A enters into a March futures contract to lock the apple price to $5 with B.

In March, the apple price is $4.


Illustrate the profit and loss position of both parties.




Sell at


Buy at


Compensation from B ($5-$4)


Compensation paid to A ($5-$4)


Total income


Total cost


By using the futures contract, both parties are able to lock the apple price at $5.

Speculation or hedge?

  • Speculation - only buy and sell futures contract
  • Hedge – buy or sell hedged item, and buy or sell futures contract (same direction)
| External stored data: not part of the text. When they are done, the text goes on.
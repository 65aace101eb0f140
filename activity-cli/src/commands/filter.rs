//! Local filter over a catalog dump.

use anyhow::{Context, Result};
use campus_activity_core::ActivityFilter;
use campus_activity_types::{parse_bound, Activity, ModuleTag};
use std::path::Path;

/// Filter criteria; every flag is optional.
#[derive(clap::Args, Debug, Default)]
pub struct FilterArgs {
    /// Case-insensitive substring over name, content, place, department and organizer
    #[arg(long)]
    pub keyword: Option<String>,

    /// Module letter (d, z, t, m, l); repeat to accept several
    #[arg(long)]
    pub module: Vec<String>,

    /// Department name substring
    #[arg(long)]
    pub department: Option<String>,

    /// Organizer name substring
    #[arg(long)]
    pub organizer: Option<String>,

    /// Only activities starting at or after this time (YYYY-MM-DD[ HH:MM[:SS]])
    #[arg(long)]
    pub start_after: Option<String>,

    /// Only activities ending before this time (YYYY-MM-DD[ HH:MM[:SS]])
    #[arg(long)]
    pub end_before: Option<String>,
}

/// Build the filter, rejecting unknown modules and malformed bounds.
pub fn build_filter(args: &FilterArgs) -> Result<ActivityFilter> {
    let mut filter = ActivityFilter::new();

    if let Some(keyword) = &args.keyword {
        filter = filter.with_keyword(keyword);
    }
    for letter in &args.module {
        let tag: ModuleTag = letter
            .parse()
            .with_context(|| format!("Invalid --module {letter:?}"))?;
        filter = filter.with_module(tag);
    }
    if let Some(department) = &args.department {
        filter = filter.with_department(department);
    }
    if let Some(organizer) = &args.organizer {
        filter = filter.with_organizer(organizer);
    }
    if let Some(bound) = &args.start_after {
        filter = filter.with_start_after(parse_bound(bound).context("Invalid --start-after")?);
    }
    if let Some(bound) = &args.end_before {
        filter = filter.with_end_before(parse_bound(bound).context("Invalid --end-before")?);
    }

    Ok(filter)
}

/// Read a JSON list of activities.
pub async fn load_catalog(path: &Path) -> Result<Vec<Activity>> {
    let contents = tokio::fs::read_to_string(path)
        .await
        .with_context(|| format!("Failed to read catalog {}", path.display()))?;
    serde_json::from_str(&contents).context("Invalid catalog")
}

/// One output line per activity.
pub fn format_row(activity: &Activity) -> String {
    let module = activity
        .module_tag()
        .map(|tag| tag.letter().to_string())
        .unwrap_or_else(|| "-".to_string());
    let start = activity.start_time.as_deref().unwrap_or("-");
    format!(
        "{}  [{}]  {}  {}  {}",
        activity.id,
        activity.status(),
        module,
        start,
        activity.name
    )
}

/// Run the filter command.
pub async fn run(catalog: &Path, args: &FilterArgs) -> Result<()> {
    let filter = build_filter(args)?;
    let activities = load_catalog(catalog).await?;
    let matched = filter.apply(&activities);

    for activity in &matched {
        println!("{}", format_row(activity));
    }
    println!();
    println!("{} of {} activities match", matched.len(), activities.len());
    Ok(())
}
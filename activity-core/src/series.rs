//! Assembly of detail records.
//!
//! A detail record is only ever cached fully assembled: a series carries a
//! defined (possibly empty) child list, anything else carries none. The
//! client runs every fetched detail through [`DetailPlan::for_detail`] and
//! only inserts what comes out of [`DetailPlan::Complete`] or
//! [`DetailPlan::attach`].

use campus_activity_types::Activity;

/// What remains to be done before a fetched detail can be cached.
#[derive(Debug, Clone, PartialEq)]
pub enum DetailPlan {
    /// Ready to cache.
    Complete(Activity),
    /// A series whose children must be fetched and attached first.
    NeedsChildren(Activity),
}

impl DetailPlan {
    /// Classify a freshly fetched detail.
    ///
    /// Children the backend may have embedded on a non-series record are
    /// dropped; a series always goes through [`DetailPlan::attach`].
    pub fn for_detail(mut detail: Activity) -> Self {
        if detail.is_series() {
            Self::NeedsChildren(detail)
        } else {
            detail.children = None;
            Self::Complete(detail)
        }
    }

    /// Attach fetched children, completing the record.
    ///
    /// A `Complete` plan is returned unchanged.
    pub fn attach(self, children: Vec<Activity>) -> Activity {
        match self {
            Self::Complete(detail) => detail,
            Self::NeedsChildren(mut parent) => {
                parent.children = Some(children);
                parent
            }
        }
    }

    /// Check a record against the assembly invariant.
    pub fn is_assembled(activity: &Activity) -> bool {
        activity.is_series() == activity.children.is_some()
    }
}
//! Named-command backend adapter.
//!
//! Maps each [`Backend`] operation to its request name and JSON arguments,
//! hands them to an [`Invoke`] implementation, and decodes the answer.

use async_trait::async_trait;
use campus_activity_types::{Activity, LoginState, UserInfo};
use serde::de::DeserializeOwned;
use serde_json::{json, Value};

use super::{ops, Backend, BackendError};

/// Raw request/response channel to the backend.
///
/// Errors come back as the backend's own error string, decoded with
/// [`BackendError::from_wire`].
#[async_trait]
pub trait Invoke: Send + Sync {
    /// Send one named request and wait for its answer.
    async fn invoke(&self, command: &str, args: Value) -> Result<Value, String>;
}

/// [`Backend`] over a named-command channel.
#[derive(Debug, Clone)]
pub struct RpcBackend<I: Invoke> {
    invoker: I,
}

impl<I: Invoke> RpcBackend<I> {
    /// Wrap an invoker.
    pub fn new(invoker: I) -> Self {
        Self { invoker }
    }

    /// Get a reference to the underlying invoker (for testing).
    pub fn invoker(&self) -> &I {
        &self.invoker
    }

    async fn call<T: DeserializeOwned>(&self, command: &str, args: Value) -> Result<T, BackendError> {
        tracing::debug!(command, "invoking backend");
        let raw = self
            .invoker
            .invoke(command, args)
            .await
            .map_err(|e| BackendError::from_wire(&e))?;
        serde_json::from_value(raw).map_err(|e| BackendError::Decode(format!("{command}: {e}")))
    }
}

#[async_trait]
impl<I: Invoke> Backend for RpcBackend<I> {
    async fn get_unended_activities(&self) -> Result<Vec<Activity>, BackendError> {
        self.call(ops::GET_UNENDED_ACTIVITIES, json!({})).await
    }

    async fn get_recommended_activities(&self) -> Result<Vec<Activity>, BackendError> {
        self.call(ops::GET_RECOMMENDED_ACTIVITIES, json!({})).await
    }

    async fn get_registered_activities(&self) -> Result<Vec<Activity>, BackendError> {
        self.call(ops::GET_REGISTERED_ACTIVITIES, json!({})).await
    }

    async fn get_participated_activities(&self) -> Result<Vec<Activity>, BackendError> {
        self.call(ops::GET_PARTICIPATED_ACTIVITIES, json!({})).await
    }

    async fn get_activity_detail(&self, activity_id: &str) -> Result<Activity, BackendError> {
        self.call(ops::GET_ACTIVITY_DETAIL, json!({ "activity_id": activity_id }))
            .await
    }

    async fn get_activity_children(
        &self,
        activity_id: &str,
    ) -> Result<Vec<Activity>, BackendError> {
        self.call(ops::GET_ACTIVITY_CHILDREN, json!({ "activity_id": activity_id }))
            .await
    }

    async fn register_for_activity(
        &self,
        activity_id: &str,
        auto_cancel: bool,
    ) -> Result<bool, BackendError> {
        self.call(
            ops::REGISTER_FOR_ACTIVITY,
            json!({ "activity_id": activity_id, "auto_cancel": auto_cancel }),
        )
        .await
    }

    async fn cancel_activity(&self, activity_id: &str) -> Result<bool, BackendError> {
        self.call(ops::CANCEL_ACTIVITY, json!({ "activity_id": activity_id }))
            .await
    }

    async fn get_login_status(&self) -> Result<LoginState, BackendError> {
        self.call(ops::GET_LOGIN_STATUS, json!({})).await
    }

    async fn login(
        &self,
        username: &str,
        password: &str,
        save: bool,
    ) -> Result<UserInfo, BackendError> {
        self.call(
            ops::LOGIN,
            json!({ "username": username, "password": password, "save": save }),
        )
        .await
    }

    async fn logout(&self) -> Result<(), BackendError> {
        self.call(ops::LOGOUT, json!({})).await
    }
}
Characteristics of currency futures:

1. Fixed contract:

  • There are usually March, June, September and December contracts to be chosen and if the contract is chosen, the contract needs to be closed out on the agreed date.

2. Buy and sell futures:

  • Buy (Long) futures – buy goods, buy futures (base currency)
  • Buy goods – afraid price increases – buy futures – then sell futures as futures are not usually close out until the maturity date but before the maturity date, ie to cancel it before on the transaction date.
  • If price increases, loss in the spot market but gain in the futures market
  • Sell (Short) futures – sell goods, sell futures (base currency)
  • Sell goods – afraid price falls – sell futures, then buy futures as futures are not usually close out until the maturity date but before the maturity date, ie to cancel it before on the transaction date.
  • If price falls, loss in the spot market but gain in the futures market

Tutorial note: - Buy (Go Long)/Sell (Go Short):

  • Receipt:

Example, if you are based in UK and you will receive US$

  • The action is to sell the US $ and to buy £
  • If the contract currency is $, - sell futures (Going short)
  • If the contract currency is in £, - buy futures (Going Long)
  • Payment:

Example, if you are based in UK and you will pay US$

  • The action is to buy US $ before making the payment, ie to sell the £ and buy US$
  • If the contract currency is $ - buy futures (Going long)
  • If the contract currency is £ - sell the futures (Going short)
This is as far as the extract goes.